The iPad celebrated its 10th Anniversary a few weeks ago and various blogs were alight with retrospectives about how far the device had come over this time. Others, such as John Gruber, felt the device had not moved on far enough.
The crux of John's post focused on the intuitiveness, or lack thereof, with the recent multitasking changes. I shared my own thoughts on this matter and essentially made the point that if a user takes their time to learn the device it can be as powerful, and intuitive, as a Mac, PC or any other piece of technology. This was an oversimplification of the issue, however. The iPad in general feels intuitive to me, because the majority of actions you can take on it make a lot of sense to me, but that isn't going to be the case for others. Intuitiveness feels like quite a subjective thing. It's not black and white and will vary between users, based on past experiences and assumptions about how something should work.

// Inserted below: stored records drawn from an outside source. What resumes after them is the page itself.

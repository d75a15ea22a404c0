use thiserror::Error;

/// Errors that can arise inside the progress layers (local cache, remote
/// profiles, catalog loading). The unlock surface never returns these; it logs
/// them and falls back to a default.
#[derive(Debug, Error)]
pub enum ProgressError {
    /// Wrapper around sled's error type.
    #[error("sled error: {0}")]
    Sled(#[from] sled::Error),

    /// Wrapper around bincode serialization and deserialization errors.
    #[error("serialization error: {0}")]
    Bincode(#[from] bincode::Error),

    /// Wrapper around JSON errors (profile documents, catalog seeds).
    #[error("json error: {0}")]
    Json(#[from] serde_json::Error),

    /// Wrapper around IO errors (directory creation, profile files, etc.).
    #[error("io error: {0}")]
    Io(#[from] std::io::Error),

    /// Returned when fetching a record that is not present.
    #[error("record not found: {0}")]
    NotFound(String),

    /// Two catalog entries share an id or a display name.
    #[error("duplicate definition {field}: {value}")]
    DuplicateDefinition { field: &'static str, value: String },

    /// Identity id rejected before it could be used as a namespace or filename.
    #[error("invalid identity id: {0}")]
    InvalidIdentity(String),

    /// Returned when a record carries a schema version newer than this build understands.
    #[error("schema mismatch for {entity}: expected {expected}, got {found}")]
    SchemaMismatch {
        entity: &'static str,
        expected: u8,
        found: u8,
    },

    /// Remote profile store failure (unreachable, oversized document, ...).
    #[error("remote profile store error: {0}")]
    Remote(String),

    /// Internal error (task join errors, unexpected conditions)
    #[error("internal error: {0}")]
    Internal(String),
}
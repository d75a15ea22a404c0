//! Identity-namespaced view over the flat key-value store.
//!
//! Every operation resolves the current identity *at call time* and rewrites
//! the logical key through [`scoped_key`]. Two consecutive calls may therefore
//! address different namespaces if a login or logout happened in between.
//! Keys of a previous identity are orphaned, never deleted.

use std::sync::Arc;

use crate::progress::errors::ProgressError;
use crate::progress::identity::IdentityResolver;
use crate::progress::kv::KeyValueStore;
use crate::progress::types::Identity;

/// `"{identity_id}_{logical_key}"`. This is the only place the format is built.
pub fn scoped_key(identity_id: &str, logical_key: &str) -> String {
    format!("{}_{}", identity_id, logical_key)
}

#[derive(Clone)]
pub struct ScopedStore {
    store: Arc<dyn KeyValueStore>,
    resolver: IdentityResolver,
}

impl ScopedStore {
    pub fn new(store: Arc<dyn KeyValueStore>, resolver: IdentityResolver) -> Self {
        Self { store, resolver }
    }

    pub fn identity(&self) -> Identity {
        self.resolver.current_identity()
    }

    /// Logical keys of the current scope that start with `logical_prefix`,
    /// with the identity prefix stripped.
    pub fn logical_keys_with_prefix(&self, logical_prefix: &str) -> Result<Vec<String>, ProgressError> {
        let scope = scoped_key(&self.identity().id, "");
        let keys = self
            .store
            .keys_with_prefix(&format!("{}{}", scope, logical_prefix))?;
        Ok(keys
            .into_iter()
            .filter_map(|key| key.strip_prefix(scope.as_str()).map(str::to_string))
            .collect())
    }

    /// The physical key `logical_key` maps to right now.
    pub fn key_for(&self, logical_key: &str) -> String {
        scoped_key(&self.identity().id, logical_key)
    }

    pub fn get_string(&self, logical_key: &str, default: &str) -> Result<String, ProgressError> {
        self.store.get_string(&self.key_for(logical_key), default)
    }

    pub fn get_int(&self, logical_key: &str, default: i64) -> Result<i64, ProgressError> {
        self.store.get_int(&self.key_for(logical_key), default)
    }

    pub fn get_float(&self, logical_key: &str, default: f64) -> Result<f64, ProgressError> {
        self.store.get_float(&self.key_for(logical_key), default)
    }

    pub fn set_string(&self, logical_key: &str, value: &str) -> Result<(), ProgressError> {
        self.store.set_string(&self.key_for(logical_key), value)
    }

    pub fn set_int(&self, logical_key: &str, value: i64) -> Result<(), ProgressError> {
        self.store.set_int(&self.key_for(logical_key), value)
    }

    pub fn set_float(&self, logical_key: &str, value: f64) -> Result<(), ProgressError> {
        self.store.set_float(&self.key_for(logical_key), value)
    }

    pub fn has_key(&self, logical_key: &str) -> Result<bool, ProgressError> {
        self.store.has_key(&self.key_for(logical_key))
    }

    pub fn delete_key(&self, logical_key: &str) -> Result<(), ProgressError> {
        self.store.delete_key(&self.key_for(logical_key))
    }

    pub fn save(&self) -> Result<(), ProgressError> {
        self.store.save()
    }
}
//! # Configuration Management Module
//!
//! TOML configuration for the civprogress binary and for embedders that want
//! the same defaults.
//!
//! ## Configuration Structure
//!
//! - [`StorageConfig`] - where the local key-value cache lives
//! - [`RemoteConfig`] - the file-backed remote profile store
//! - [`ProgressConfig`] - civilization whitelist, catalog seed, post-load steps
//! - [`LoggingConfig`] - log level and optional log file
//!
//! Every section is optional in the file; missing sections take their defaults.
//!
//! ## Usage
//!
//! ```rust,no_run
//! use civprogress::config::Config;
//!
//! #[tokio::main]
//! async fn main() -> anyhow::Result<()> {
//!     Config::create_default("config.toml").await?;
//!     let config = Config::load("config.toml").await?;
//!     config.validate()?;
//!     println!("Cache: {}", config.kv_path().display());
//!     Ok(())
//! }
//! ```
//!
//! ## Configuration File Format
//!
//! ```toml
//! [storage]
//! data_dir = "./data"
//!
//! [remote]
//! enabled = true
//! max_profile_bytes = 262144
//!
//! [progress]
//! civilizations = ["Sumerian", "Akkadian", "Babylonian", "Assyrian"]
//! migrate_legacy_on_login = true
//! sync_after_load = true
//!
//! [logging]
//! level = "info"
//! file = "civprogress.log"
//! ```

use std::collections::HashSet;
use std::path::PathBuf;

use anyhow::{anyhow, bail, Result};
use serde::{Deserialize, Serialize};
use tokio::fs;

use crate::progress::civilization::DEFAULT_CIVILIZATIONS;
use crate::progress::remote::DEFAULT_MAX_PROFILE_BYTES;
use crate::progress::unlock::UnlockOptions;

#[derive(Debug, Clone, Default, Serialize, Deserialize)]
pub struct Config {
    #[serde(default)]
    pub storage: StorageConfig,
    #[serde(default)]
    pub remote: RemoteConfig,
    #[serde(default)]
    pub progress: ProgressConfig,
    #[serde(default)]
    pub logging: LoggingConfig,
}

#[derive(Debug, Clone, Serialize, Deserialize)]
pub struct StorageConfig {
    pub data_dir: String,
}

impl Default for StorageConfig {
    fn default() -> Self {
        Self {
            data_dir: "./data".to_string(),
        }
    }
}

#[derive(Debug, Clone, Serialize, Deserialize)]
pub struct RemoteConfig {
    /// When false every fetch/store fails and the local cache carries progress alone.
    pub enabled: bool,
    /// Defaults to `<data_dir>/profiles`.
    #[serde(default, skip_serializing_if = "Option::is_none")]
    pub profile_dir: Option<String>,
    #[serde(default = "default_max_profile_bytes")]
    pub max_profile_bytes: usize,
}

fn default_max_profile_bytes() -> usize {
    DEFAULT_MAX_PROFILE_BYTES
}

impl Default for RemoteConfig {
    fn default() -> Self {
        Self {
            enabled: true,
            profile_dir: None,
            max_profile_bytes: DEFAULT_MAX_PROFILE_BYTES,
        }
    }
}

#[derive(Debug, Clone, Serialize, Deserialize)]
pub struct ProgressConfig {
    /// Whitelist in narrative order; the first entry is always open.
    #[serde(default = "default_civilizations")]
    pub civilizations: Vec<String>,
    #[serde(default = "default_true")]
    pub migrate_legacy_on_login: bool,
    #[serde(default = "default_true")]
    pub sync_after_load: bool,
    /// JSON catalog replacing the built-in achievements and artifacts.
    #[serde(default, skip_serializing_if = "Option::is_none")]
    pub registry_seed: Option<String>,
}

fn default_civilizations() -> Vec<String> {
    DEFAULT_CIVILIZATIONS.iter().map(|s| s.to_string()).collect()
}

fn default_true() -> bool {
    true
}

impl Default for ProgressConfig {
    fn default() -> Self {
        Self {
            civilizations: default_civilizations(),
            migrate_legacy_on_login: true,
            sync_after_load: true,
            registry_seed: None,
        }
    }
}

#[derive(Debug, Clone, Serialize, Deserialize)]
pub struct LoggingConfig {
    pub level: String,
    #[serde(default, skip_serializing_if = "Option::is_none")]
    pub file: Option<String>,
}

impl Default for LoggingConfig {
    fn default() -> Self {
        Self {
            level: "info".to_string(),
            file: Some("civprogress.log".to_string()),
        }
    }
}

impl LoggingConfig {
    pub fn level_filter(&self) -> Option<log::LevelFilter> {
        self.level.parse().ok()
    }
}

impl Config {
    /// Load configuration from a file
    pub async fn load(path: &str) -> Result<Self> {
        let content = fs::read_to_string(path)
            .await
            .map_err(|e| anyhow!("Failed to read config file {}: {}", path, e))?;

        let config: Config = toml::from_str(&content)
            .map_err(|e| anyhow!("Failed to parse config file {}: {}", path, e))?;

        Ok(config)
    }

    /// Create a default configuration file
    pub async fn create_default(path: &str) -> Result<()> {
        let content = toml::to_string_pretty(&Config::default())
            .map_err(|e| anyhow!("Failed to serialize default config: {}", e))?;

        fs::write(path, content)
            .await
            .map_err(|e| anyhow!("Failed to write config file {}: {}", path, e))?;

        Ok(())
    }

    pub fn validate(&self) -> Result<()> {
        if self.storage.data_dir.trim().is_empty() {
            bail!("storage.data_dir must not be empty");
        }
        if self.remote.max_profile_bytes == 0 {
            bail!("remote.max_profile_bytes must be greater than zero");
        }
        if self.progress.civilizations.is_empty() {
            bail!("progress.civilizations must name at least one civilization");
        }
        let mut seen = HashSet::new();
        for name in &self.progress.civilizations {
            if name.trim().is_empty() || name.chars().any(char::is_whitespace) {
                bail!("invalid civilization name '{}'", name);
            }
            if !seen.insert(name.as_str()) {
                bail!("civilization '{}' listed twice", name);
            }
        }
        if self.logging.level_filter().is_none() {
            bail!("unknown logging.level '{}'", self.logging.level);
        }
        Ok(())
    }

    pub fn kv_path(&self) -> PathBuf {
        PathBuf::from(&self.storage.data_dir).join("progress.db")
    }

    pub fn profile_dir(&self) -> PathBuf {
        match &self.remote.profile_dir {
            Some(dir) => PathBuf::from(dir),
            None => PathBuf::from(&self.storage.data_dir).join("profiles"),
        }
    }

    pub fn unlock_options(&self) -> UnlockOptions {
        UnlockOptions {
            migrate_legacy_on_ready: self.progress.migrate_legacy_on_login,
            sync_after_load: self.progress.sync_after_load,
        }
    }
}

#[cfg(test)]
mod tests {
    use super::*;

    #[test]
    fn defaults_validate() {
        let config = Config::default();
        assert!(config.validate().is_ok());
        assert_eq!(config.progress.civilizations[0], "Sumerian");
        assert!(config.remote.enabled);
        assert_eq!(config.profile_dir(), PathBuf::from("./data").join("profiles"));
    }

    #[test]
    fn missing_sections_take_defaults() {
        let config: Config = toml::from_str("[storage]\ndata_dir = \"/tmp/civ\"\n").unwrap();
        assert_eq!(config.kv_path(), PathBuf::from("/tmp/civ/progress.db"));
        assert_eq!(config.remote.max_profile_bytes, DEFAULT_MAX_PROFILE_BYTES);
        assert!(config.progress.sync_after_load);
        assert_eq!(config.logging.level, "info");
    }

    #[test]
    fn validate_rejects_bad_values() {
        let mut config = Config::default();
        config.progress.civilizations.push("Sumerian".to_string());
        assert!(config.validate().is_err());

        let mut config = Config::default();
        config.logging.level = "loud".to_string();
        assert!(config.validate().is_err());

        let mut config = Config::default();
        config.progress.civilizations.clear();
        assert!(config.validate().is_err());
    }

    #[test]
    fn unlock_options_follow_progress_section() {
        let mut config = Config::default();
        config.progress.migrate_legacy_on_login = false;
        let options = config.unlock_options();
        assert!(!options.migrate_legacy_on_ready);
        assert!(options.sync_after_load);
    }

    #[tokio::test]
    async fn default_file_round_trips() {
        let dir = tempfile::TempDir::new().unwrap();
        let path = dir.path().join("config.toml");
        let path = path.to_str().unwrap();
        Config::create_default(path).await.unwrap();
        let loaded = Config::load(path).await.unwrap();
        assert_eq!(loaded.progress.civilizations, default_civilizations());
        assert_eq!(loaded.logging.file.as_deref(), Some("civprogress.log"));
    }
}
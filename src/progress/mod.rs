//! Per-identity progress: identity-scoped local cache, the authoritative
//! progress record, the achievement/artifact catalog and the unlock paths
//! that keep the two stores in agreement.

pub mod civilization;
pub mod errors;
pub mod identity;
pub mod kv;
pub mod migration;
pub mod registry;
pub mod remote;
pub mod scoped;
pub mod session;
pub mod types;
pub mod unlock;

pub use civilization::{CivilizationGate, DEFAULT_CIVILIZATIONS};
pub use errors::ProgressError;
pub use identity::{AuthSession, IdentityResolver, LoadedIdentity, StoredAuthSession, CURRENT_USER_KEY};
pub use kv::{KeyValueStore, SledKvStore, StoredValue};
pub use migration::{load_and_migrate, Migratable};
pub use registry::{builtin_definitions, load_definitions_from_json, Registry, RegistryBuilder};
pub use remote::{FileProfileStore, OfflineProfileStore, RemoteProfileStore, DEFAULT_MAX_PROFILE_BYTES};
pub use scoped::{scoped_key, ScopedStore};
pub use session::{ProgressSession, ReadyListener, SessionState};
pub use types::*;
pub use unlock::{UnlockCoordinator, UnlockOptions};
//! # civprogress - identity-scoped learner progress for civilization lessons
//!
//! civprogress tracks what a learner has unlocked (achievements, artifacts,
//! chapters, stories and civilizations) plus hearts and score. Progress lives
//! in two places that must agree:
//!
//! - a **local key-value cache** ([`progress::kv`]), where every key is
//!   namespaced by the identity it belongs to ([`progress::scoped`]);
//! - an **authoritative progress record** per identity ([`progress::session`]),
//!   synced as a whole document with a remote profile store
//!   ([`progress::remote`]).
//!
//! The [`progress::unlock::UnlockCoordinator`] writes through to both and
//! repairs the cache when it lags behind the record.
//!
//! ## Quick Start
//!
//! ```rust,no_run
//! use std::sync::Arc;
//! use civprogress::progress::*;
//!
//! #[tokio::main]
//! async fn main() -> anyhow::Result<()> {
//!     let kv: Arc<dyn KeyValueStore> = Arc::new(SledKvStore::open("data/progress.db")?);
//!     let session = Arc::new(ProgressSession::new(Arc::new(OfflineProfileStore)));
//!     let resolver = IdentityResolver::student().with_session(session.clone());
//!     let coordinator = UnlockCoordinator::new(
//!         Arc::new(Registry::builtin()?),
//!         session.clone(),
//!         ScopedStore::new(kv.clone(), resolver),
//!         kv,
//!     );
//!
//!     session.login(Identity::student("amira42")).await?;
//!     coordinator.on_session_ready();
//!     coordinator.unlock("Scribe");
//!     assert!(coordinator.is_unlocked("AC001"));
//!     Ok(())
//! }
//! ```
//!
//! ## Module Organization
//!
//! - [`progress`] - identity resolution, scoped storage, record, catalog, unlocks
//! - [`config`] - TOML configuration and validation
//! - [`validation`] - identity id and profile document checks
//! - [`logutil`] - single-line rendering of untrusted values for logs

pub mod config;
pub mod logutil;
pub mod progress;
pub mod validation;
//! Generation service access with rate-limit and quota handling.
//!
//! - [`Generator`]: the one-call service boundary
//! - [`OpenRouterGenerator`]: HTTP implementation
//! - [`ResilientInvoker`]: pacing, retries and classification
//! - [`unwrap_json`]: explicit response unwrapping rules

pub mod classify;
pub mod generator;
pub mod invoker;
pub mod openrouter;
pub mod unwrap;

pub use classify::{FailureClass, classify, retry_hint};
pub use generator::{Generator, ServiceError};
pub use invoker::ResilientInvoker;
pub use openrouter::OpenRouterGenerator;
pub use unwrap::{strip_code_fences, unwrap_json};
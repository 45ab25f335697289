//! Chunk store and nearest-neighbour retrieval.

use std::collections::HashSet;
use std::future::Future;

use specweaver_shared::{
    ChunkingConfig, IndexMode, IndexSummary, Result, RetrievalHit, RetrievalResult, Segment,
    SpecWeaverError,
};
use specweaver_storage::{DocumentRecord, Storage};
use tracing::{debug, info, instrument};

use crate::document::Document;
use crate::embedder::{Embedder, HashingEmbedder, cosine_distance};
use crate::splitter::TextSplitter;

/// Anything that can answer "which passages are most relevant to this query".
pub trait Retriever {
    fn retrieve(&self, query: &str, k: usize) -> impl Future<Output = Result<RetrievalResult>>;
}

impl<R: Retriever> Retriever for &R {
    fn retrieve(&self, query: &str, k: usize) -> impl Future<Output = Result<RetrievalResult>> {
        (**self).retrieve(query, k)
    }
}

/// Persistent chunk index over a [`Storage`] handle.
///
/// Segment ids come from a counter owned by this instance, seeded from the
/// highest id on disk, so ids never repeat while the store is open.
pub struct ChunkStore<E = HashingEmbedder> {
    storage: Storage,
    embedder: E,
    splitter: TextSplitter,
    mode: IndexMode,
    next_id: i64,
}

impl<E: Embedder> ChunkStore<E> {
    pub async fn open(storage: Storage, embedder: E, config: &ChunkingConfig) -> Result<Self> {
        let splitter = TextSplitter::new(config)?;
        let next_id = storage.max_chunk_id().await?.map_or(1, |id| id + 1);
        debug!(next_id, mode = ?config.index_mode, "opened chunk store");
        Ok(Self {
            storage,
            embedder,
            splitter,
            mode: config.index_mode,
            next_id,
        })
    }

    pub fn mode(&self) -> IndexMode {
        self.mode
    }

    pub fn set_mode(&mut self, mode: IndexMode) {
        self.mode = mode;
    }

    /// Id the next inserted segment will receive.
    pub fn next_id(&self) -> i64 {
        self.next_id
    }

    /// Split, embed and store a document.
    #[instrument(skip_all, fields(document = %document.name, mode = ?self.mode))]
    pub async fn index(&mut self, document: &Document) -> Result<IndexSummary> {
        let text = document.full_text()?;
        let chunks = self.splitter.split(&text);
        if chunks.is_empty() {
            return Err(SpecWeaverError::EmptyDocument {
                document: document.name.clone(),
            });
        }

        let first_position = match self.mode {
            IndexMode::Replace => 0,
            IndexMode::Append => self
                .storage
                .max_position(&document.name)
                .await?
                .map_or(0, |p| p + 1),
        };

        let segments: Vec<Segment> = chunks
            .into_iter()
            .enumerate()
            .map(|(offset, text)| Segment {
                id: self.next_id + offset as i64,
                document_name: document.name.clone(),
                position_index: first_position + offset as i64,
                embedding: self.embedder.embed(&text),
                text,
            })
            .collect();

        let chunks_replaced = match self.mode {
            IndexMode::Replace => {
                self.storage
                    .replace_document_chunks(&document.name, &segments)
                    .await?
            }
            IndexMode::Append => {
                self.storage.insert_chunks(&segments).await?;
                0
            }
        };
        self.next_id += segments.len() as i64;

        let document_chunks = first_position as usize + segments.len();
        self.storage
            .upsert_document(&document.name, document.pages.len(), document_chunks)
            .await?;

        let summary = IndexSummary {
            chunks_added: segments.len(),
            chunks_replaced,
            total_chunks: self.storage.count_chunks().await?,
        };
        info!(
            added = summary.chunks_added,
            replaced = summary.chunks_replaced,
            total = summary.total_chunks,
            "document indexed"
        );
        Ok(summary)
    }

    /// Up to `k` nearest chunks by cosine distance, closest first.
    ///
    /// Equal distances are ordered by segment id and repeated texts are
    /// kept only at their best rank.
    #[instrument(skip_all, fields(k = k))]
    pub async fn search(&self, query: &str, k: usize) -> Result<RetrievalResult> {
        let segments = self.storage.load_segments().await?;
        if segments.is_empty() {
            return Err(SpecWeaverError::EmptyIndex);
        }

        let query_vector = self.embedder.embed(query);
        let mut scored = Vec::with_capacity(segments.len());
        for segment in segments {
            if segment.embedding.len() != query_vector.len() {
                return Err(SpecWeaverError::validation(format!(
                    "segment {} has {} dimensions but the embedder produces {}; re-index the documents",
                    segment.id,
                    segment.embedding.len(),
                    query_vector.len()
                )));
            }
            let distance = cosine_distance(&query_vector, &segment.embedding);
            scored.push((distance, segment));
        }
        scored.sort_by(|a, b| a.0.total_cmp(&b.0).then(a.1.id.cmp(&b.1.id)));

        let mut seen = HashSet::new();
        let hits: Vec<RetrievalHit> = scored
            .into_iter()
            .filter(|(_, segment)| seen.insert(segment.text.clone()))
            .take(k)
            .map(|(distance, segment)| RetrievalHit {
                segment_id: segment.id,
                document_name: segment.document_name,
                text: segment.text,
                distance,
            })
            .collect();

        debug!(hits = hits.len(), "search complete");
        Ok(RetrievalResult {
            query: query.to_string(),
            hits,
        })
    }

    /// Remove every chunk. The id counter keeps counting.
    pub async fn clear(&mut self) -> Result<usize> {
        let removed = self.storage.clear().await?;
        info!(removed, "chunk store cleared");
        Ok(removed)
    }

    pub async fn count(&self) -> Result<usize> {
        self.storage.count_chunks().await
    }

    pub async fn documents(&self) -> Result<Vec<DocumentRecord>> {
        self.storage.list_documents().await
    }
}

impl<E: Embedder> Retriever for ChunkStore<E> {
    fn retrieve(&self, query: &str, k: usize) -> impl Future<Output = Result<RetrievalResult>> {
        self.search(query, k)
    }
}

#[cfg(test)]
mod tests {
    use super::*;
    use uuid::Uuid;

    async fn test_store(config: &ChunkingConfig) -> ChunkStore {
        let tmp = std::env::temp_dir().join(format!("sw_store_{}.db", Uuid::now_v7()));
        let storage = Storage::open(&tmp).await.expect("open test db");
        ChunkStore::open(storage, HashingEmbedder::new(128), config)
            .await
            .expect("open store")
    }

    fn small_chunks() -> ChunkingConfig {
        ChunkingConfig {
            chunk_size: 120,
            chunk_overlap: 20,
            ..ChunkingConfig::default()
        }
    }

    fn inventory_document() -> Document {
        Document::new(
            "srs",
            vec![
                "The inventory module tracks stock levels for every warehouse. \
                 Stock is decremented when an order ships."
                    .into(),
                "Customers browse the catalog and place orders. \
                 Each order has line items referencing products."
                    .into(),
                "Administrators manage users and assign roles. \
                 Reports summarise monthly sales by region."
                    .into(),
            ],
        )
    }

    #[tokio::test]
    async fn search_on_empty_store_fails() {
        let store = test_store(&small_chunks()).await;
        let err = store.search("anything", 3).await.unwrap_err();
        assert!(matches!(err, SpecWeaverError::EmptyIndex));
    }

    #[tokio::test]
    async fn index_rejects_blank_document() {
        let mut store = test_store(&small_chunks()).await;
        let err = store
            .index(&Document::new("blank", vec!["   ".into()]))
            .await
            .unwrap_err();
        assert!(matches!(err, SpecWeaverError::EmptyDocument { .. }));
    }

    #[tokio::test]
    async fn search_is_bounded_and_ordered() {
        let mut store = test_store(&small_chunks()).await;
        let summary = store.index(&inventory_document()).await.unwrap();
        assert!(summary.chunks_added >= 3);

        for k in [0, 1, 2, 50] {
            let result = store.search("stock levels in the warehouse", k).await.unwrap();
            assert!(result.len() <= k);
            assert!(
                result.hits.windows(2).all(|w| w[0].distance <= w[1].distance),
                "distances must be non-decreasing"
            );
        }

        let top = store.search("stock levels in the warehouse", 1).await.unwrap();
        assert!(top.hits[0].text.contains("inventory"));
    }

    #[tokio::test]
    async fn replace_mode_reindex_is_idempotent() {
        let mut store = test_store(&small_chunks()).await;
        let first = store.index(&inventory_document()).await.unwrap();
        let before = store.search("orders and products", 3).await.unwrap();

        let second = store.index(&inventory_document()).await.unwrap();
        let after = store.search("orders and products", 3).await.unwrap();

        assert_eq!(first.total_chunks, second.total_chunks);
        assert_eq!(second.chunks_replaced, first.chunks_added);
        assert_eq!(before.texts().collect::<Vec<_>>(), after.texts().collect::<Vec<_>>());
    }

    #[tokio::test]
    async fn reindex_after_clear_matches() {
        let mut store = test_store(&small_chunks()).await;
        let first = store.index(&inventory_document()).await.unwrap();
        let before = store.search("user roles", 2).await.unwrap();

        store.clear().await.unwrap();
        let second = store.index(&inventory_document()).await.unwrap();
        let after = store.search("user roles", 2).await.unwrap();

        assert_eq!(first.chunks_added, second.chunks_added);
        assert_eq!(before.texts().collect::<Vec<_>>(), after.texts().collect::<Vec<_>>());
    }

    #[tokio::test]
    async fn append_mode_keeps_duplicates_but_dedupes_results() {
        let mut store = test_store(&small_chunks()).await;
        store.set_mode(IndexMode::Append);
        assert_eq!(store.mode(), IndexMode::Append);
        let first = store.index(&inventory_document()).await.unwrap();
        let second = store.index(&inventory_document()).await.unwrap();

        let documents = store.documents().await.unwrap();
        assert_eq!(documents.len(), 1);
        assert_eq!(documents[0].name, "srs");
        assert_eq!(documents[0].page_count, 3);

        assert_eq!(second.total_chunks, first.chunks_added * 2);
        let result = store.search("customers place orders", 10).await.unwrap();
        let texts: Vec<&str> = result.texts().collect();
        let unique: HashSet<&str> = texts.iter().copied().collect();
        assert_eq!(texts.len(), unique.len());
    }

    #[tokio::test]
    async fn ids_keep_increasing_across_reopen() {
        let tmp = std::env::temp_dir().join(format!("sw_store_{}.db", Uuid::now_v7()));
        let config = small_chunks();
        let added = {
            let storage = Storage::open(&tmp).await.unwrap();
            let mut store = ChunkStore::open(storage, HashingEmbedder::new(64), &config)
                .await
                .unwrap();
            assert_eq!(store.next_id(), 1);
            store.index(&inventory_document()).await.unwrap().chunks_added
        };

        let storage = Storage::open(&tmp).await.unwrap();
        let store = ChunkStore::open(storage, HashingEmbedder::new(64), &config)
            .await
            .unwrap();
        assert_eq!(store.next_id(), added as i64 + 1);
    }

    #[tokio::test]
    async fn retriever_trait_delegates_to_search() {
        let mut store = test_store(&small_chunks()).await;
        store.index(&inventory_document()).await.unwrap();
        let via_trait = store.retrieve("monthly sales reports", 2).await.unwrap();
        let direct = store.search("monthly sales reports", 2).await.unwrap();
        assert_eq!(via_trait, direct);
    }
}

This got me thinking about how, if it doesn't feel intuitive, would someone ever go about learning how these things work. I then received a notification from YouTube that Christopher Lawley, of Untitled Site / A Slab of Glass fame, about his new video, all about iPad Multitasking:
Christopher's channel is the only YouTube channel I receive notifications for upon the release of a new video. They are always exceptionally well produced, but what really makes them stand out is Christopher's ability to make a video which is informative and useful to both iPad newcomers / light users and heavy users such as myself. While I consider myself quite an adept iPad user, Christopher is on another level.
This post is, first and foremost to share a link to this excellent video which will help all iPad users better understand and use iPad multitasking to its upmost. Secondarily, however, I wanted to share this as a link to Christopher's channel in general. If you're an iPad user, of any level, there will definitely be a plethora of videos in the back catalogue that you will find interesting. I can't recommend this channel enough, and I hope Christopher continues to help me, and others, grow our knowledge of my favourite Apple hardware device.